A patient stabilisation and motion-control frame was adapted from the standard lumbar spine apparatus2 for interfacing with a Siemens Arcadis Avantic C-arm fluoroscope. Sequential images were captured in DICOM format at 15 frames per second for export and image processing using bespoke tracking codes written in Matlab (Mathworks, R2007b). IV-ROMs and IAR locations from C1-6 were extracted from the resulting continuous inter-vertebral motion pattern data.
1. Accuracy: A model was constructed from two dry human cervical vertebrae (C4-5) with a digital inclinometer (Penny & Giles STT 280; resolution ± 0.07°) fixed to the superior segment. The model was rotated through 20° flexion then 20° extension while simultaneously being imaged. This was repeated with the model 10° out-of-plane to the x-ray beam.
2. Reproducibility (agreement and reliability): Flexion and extension fluoroscopic sequences were obtained from a sample of ten (5 males, 5 females) adult participants aged 23 – 50 years using a standardised image acquisition protocol. Sequences were analysed twice six weeks apart by one observer and once by a second observer. Results
IV-ROMs and IAR locations were comparable to previously published plain x-ray and cineradiography studies (Amevo et al 1991; Deitz et al 2011; van Mameren et al 1990; van Mameren et al 1992).

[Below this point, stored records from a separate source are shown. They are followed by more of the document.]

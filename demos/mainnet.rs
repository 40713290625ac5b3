//! Example: Query Bitcoin mainnet through BlockCypher.
//!
//! Run with: BLOCKCYPHER_TOKEN=... cargo run --example mainnet
//! Set RUST_LOG=blockcypher_client=debug to see each request.

use blockcypher_client::{BlockcypherClient, QueryParams, client::Result};
use tracing_subscriber::EnvFilter;

#[tokio::main]
async fn main() -> Result<()> {
    tracing_subscriber::fmt()
        .with_env_filter(EnvFilter::from_default_env())
        .init();

    let token = std::env::var("BLOCKCYPHER_TOKEN").unwrap_or_default();
    let client = BlockcypherClient::bitcoin(token);

    println!("=== BlockCypher Bitcoin Mainnet ===\n");

    // 1. Chain info
    println!("1. Fetching chain info...");
    let chain = client.chain_info().await?;
    println!("   Name: {}", chain["name"]);
    println!("   Height: {}", chain["height"]);
    println!("   Latest hash: {}", chain["hash"]);
    println!("   Unconfirmed txs: {}", chain["unconfirmed_count"]);
    println!();

    // 2. Latest block, first few transactions only
    println!("2. Fetching latest block...");
    if let Some(height) = chain["height"].as_u64() {
        let params = QueryParams::new().limit(3);
        let block = client.block(height, Some(&params)).await?;
        println!("   Block hash: {}", block["hash"]);
        println!("   Transactions: {}", block["n_tx"]);
        println!("   Time: {}", block["time"]);
    }
    println!();

    // 3. Address balance
    println!("3. Fetching address balance...");
    let balance = client
        .address_balance("1DEP8i3QJCsomS4BSMY2RpU1upv62aGvhD", None)
        .await?;
    println!("   Balance: {} satoshis", balance["balance"]);
    println!("   Transactions: {}", balance["n_tx"]);

    // 4. A missing resource surfaces the API's error
    println!("\n4. Fetching an unknown webhook...");
    match client.webhook("does-not-exist").await {
        Ok(hook) => println!("   Unexpected hook: {hook}"),
        Err(err) => match err.api_error() {
            Some(api) => println!("   {} (not found: {})", api, api.is_not_found()),
            None => return Err(err),
        },
    }

    println!("\n=== Done! ===");
    Ok(())
}
//! Async Rust client for the [BlockCypher](https://www.blockcypher.com/dev/) REST API.
//!
//! The client is a thin pass-through: one method per API endpoint, each building
//! the resource path, appending the API token and returning the response as
//! [`serde_json::Value`]. Nothing is validated, cached or retried locally.
//!
//! # Features
//!
//! - **`types` module** — [`Coin`] and [`Chain`] selectors, [`QueryParams`] and
//!   [`BlockRef`]. Available with no additional features.
//! - **`client` module** (enabled by default) — An async client built on `reqwest`.
//!
//! # Quick start
//!
//! ```no_run
//! use blockcypher_client::{BlockcypherClient, QueryParams};
//!
//! #[tokio::main]
//! async fn main() -> blockcypher_client::client::Result<()> {
//!     let client = BlockcypherClient::bitcoin("your-token");
//!     let chain = client.chain_info().await?;
//!     println!("Height: {}", chain["height"]);
//!
//!     let params = QueryParams::new().limit(5);
//!     let addr = client.address("1DEP8i3QJCsomS4BSMY2RpU1upv62aGvhD", Some(&params)).await?;
//!     println!("Transactions: {}", addr["n_tx"]);
//!     Ok(())
//! }
//! ```

mod query_helpers;
pub mod types;

pub use query_helpers::{BlockRef, QueryParams};

#[cfg(feature = "client")]
pub mod client;

#[cfg(feature = "client")]
pub use client::{ApiError, BlockcypherClient, ClientConfig, Error};

pub use types::*;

1. The root-mean-square (RMS) error for IV-ROM against the reference standard was 0.21° and 0.34° in-plane and 0.50° and 0.40° for out-of-plane flexion and extension. For IAR location (x, y co-ordinates) RMS error was (x 1.06mm, y 0.79mm) for flexion and (x 0.73mm, y 0.98mm) for extension. IAR location was only marginally affected by out-of-plane imaging. 2. Maximum intra-observer standard error of measurement (SEM) for IV-ROM was 1.14° (C5/6 in extension) and the lowest intra-class correlation coefficient (ICC) (95% confidence interval) was 0.895 (0.635 to 0.973) (C1/2 in extension). For IAR location the maximum SEM was 3.56mm and the lowest ICC was 0.040 (-0.726 to 0.937). Maximum inter-observer SEM for IV-ROM was 0.80° (C3/4 in extension) with the lowest ICC 0.921 (0.711 to 0.981) (C3/4 in extension). The maximum SEM for IAR location was 7.66mm with the lowest ICC -0.080 (-0.866 to 0.937).

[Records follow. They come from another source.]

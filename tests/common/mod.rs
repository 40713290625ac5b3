//! Shared helpers for the mock-server tests.

use blockcypher_client::{BlockcypherClient, Chain, ClientConfig, Coin};
use serde_json::{Value, json};
use wiremock::matchers::{body_json, method, path, query_param};
use wiremock::{Mock, MockServer, ResponseTemplate};

pub const TOKEN: &str = "T";

/// Client pointed at `server`, with the same `/v1` prefix as the real API.
pub fn client_for(server: &MockServer, coin: Coin, chain: Chain) -> BlockcypherClient {
    let config = ClientConfig::default().with_base_url(format!("{}/v1", server.uri()));
    BlockcypherClient::with_config(coin, chain, TOKEN, config).expect("client init")
}

/// Mount a mock that must be hit exactly once with `verb` on `resource_path`,
/// carrying the token and, if given, the JSON body. Responds with `{"ok": true}`.
pub async fn expect_call(server: &MockServer, verb: &str, resource_path: &str, body: Option<Value>) {
    let mock = Mock::given(method(verb))
        .and(path(resource_path))
        .and(query_param("token", TOKEN));
    let mock = match body {
        Some(body) => mock.and(body_json(body)),
        None => mock,
    };
    mock.respond_with(ResponseTemplate::new(200).set_body_json(json!({ "ok": true })))
        .expect(1)
        .mount(server)
        .await;
}
//! InsightFace model packs and ONNX execution providers.

use ort::execution_providers::{CPUExecutionProvider, ExecutionProviderDispatch};
use std::fmt;
use std::path::{Path, PathBuf};
use std::str::FromStr;

/// A detector/recognizer pair shipped together as an InsightFace pack.
#[derive(Debug, Clone, Copy, PartialEq, Eq)]
pub enum ModelPack {
    /// SCRFD-10GF + ArcFace ResNet-50.
    BuffaloL,
    /// SCRFD-500MF + ArcFace MobileFaceNet.
    BuffaloS,
}

impl ModelPack {
    pub fn name(&self) -> &'static str {
        match self {
            ModelPack::BuffaloL => "buffalo_l",
            ModelPack::BuffaloS => "buffalo_s",
        }
    }

    pub fn detector_file(&self) -> &'static str {
        match self {
            ModelPack::BuffaloL => "det_10g.onnx",
            ModelPack::BuffaloS => "det_500m.onnx",
        }
    }

    pub fn recognizer_file(&self) -> &'static str {
        match self {
            ModelPack::BuffaloL => "w600k_r50.onnx",
            ModelPack::BuffaloS => "w600k_mbf.onnx",
        }
    }

    pub fn detector_path(&self, model_dir: &Path) -> String {
        model_dir.join(self.detector_file()).to_string_lossy().into_owned()
    }

    pub fn recognizer_path(&self, model_dir: &Path) -> String {
        model_dir.join(self.recognizer_file()).to_string_lossy().into_owned()
    }
}

impl fmt::Display for ModelPack {
    fn fmt(&self, f: &mut fmt::Formatter<'_>) -> fmt::Result {
        f.write_str(self.name())
    }
}

#[derive(Debug, thiserror::Error)]
#[error("unknown {kind} '{value}'")]
pub struct UnknownVariant {
    kind: &'static str,
    value: String,
}

impl FromStr for ModelPack {
    type Err = UnknownVariant;

    fn from_str(s: &str) -> Result<Self, Self::Err> {
        match s {
            "buffalo_l" => Ok(ModelPack::BuffaloL),
            "buffalo_s" => Ok(ModelPack::BuffaloS),
            other => Err(UnknownVariant {
                kind: "model pack",
                value: other.to_string(),
            }),
        }
    }
}

/// Where ONNX Runtime executes the models.
#[derive(Debug, Clone, Copy, PartialEq, Eq)]
pub enum ExecutionProvider {
    Cpu,
}

impl ExecutionProvider {
    pub fn as_str(&self) -> &'static str {
        match self {
            ExecutionProvider::Cpu => "cpu",
        }
    }

    pub(crate) fn dispatch(&self) -> ExecutionProviderDispatch {
        match self {
            ExecutionProvider::Cpu => CPUExecutionProvider::default().build(),
        }
    }
}

impl FromStr for ExecutionProvider {
    type Err = UnknownVariant;

    fn from_str(s: &str) -> Result<Self, Self::Err> {
        match s.to_ascii_lowercase().as_str() {
            "cpu" | "cpuexecutionprovider" => Ok(ExecutionProvider::Cpu),
            _ => Err(UnknownVariant {
                kind: "execution provider",
                value: s.to_string(),
            }),
        }
    }
}

/// `$XDG_DATA_HOME/facerec/models/<pack>`, falling back to `~/.local/share`.
pub fn default_model_dir(pack: ModelPack) -> PathBuf {
    let data_dir = std::env::var("XDG_DATA_HOME")
        .map(PathBuf::from)
        .unwrap_or_else(|_| {
            let home = std::env::var("HOME").unwrap_or_else(|_| "/tmp".to_string());
            PathBuf::from(home).join(".local/share")
        });
    data_dir.join("facerec").join("models").join(pack.name())
}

Cervical spine QF demonstrated good agreement for IV-ROM and IAR locations so can be used to identify changes in these parameters in patients before and after an intervention, or to determine normal variation in controls when measured at two or more time points. However IAR differences between individuals cannot be confidently identified in the current population due to poor reliability. References Binder A. Neck Pain - Clinical Evidence Review. Musculoskeletal Disorders. 2008:1103.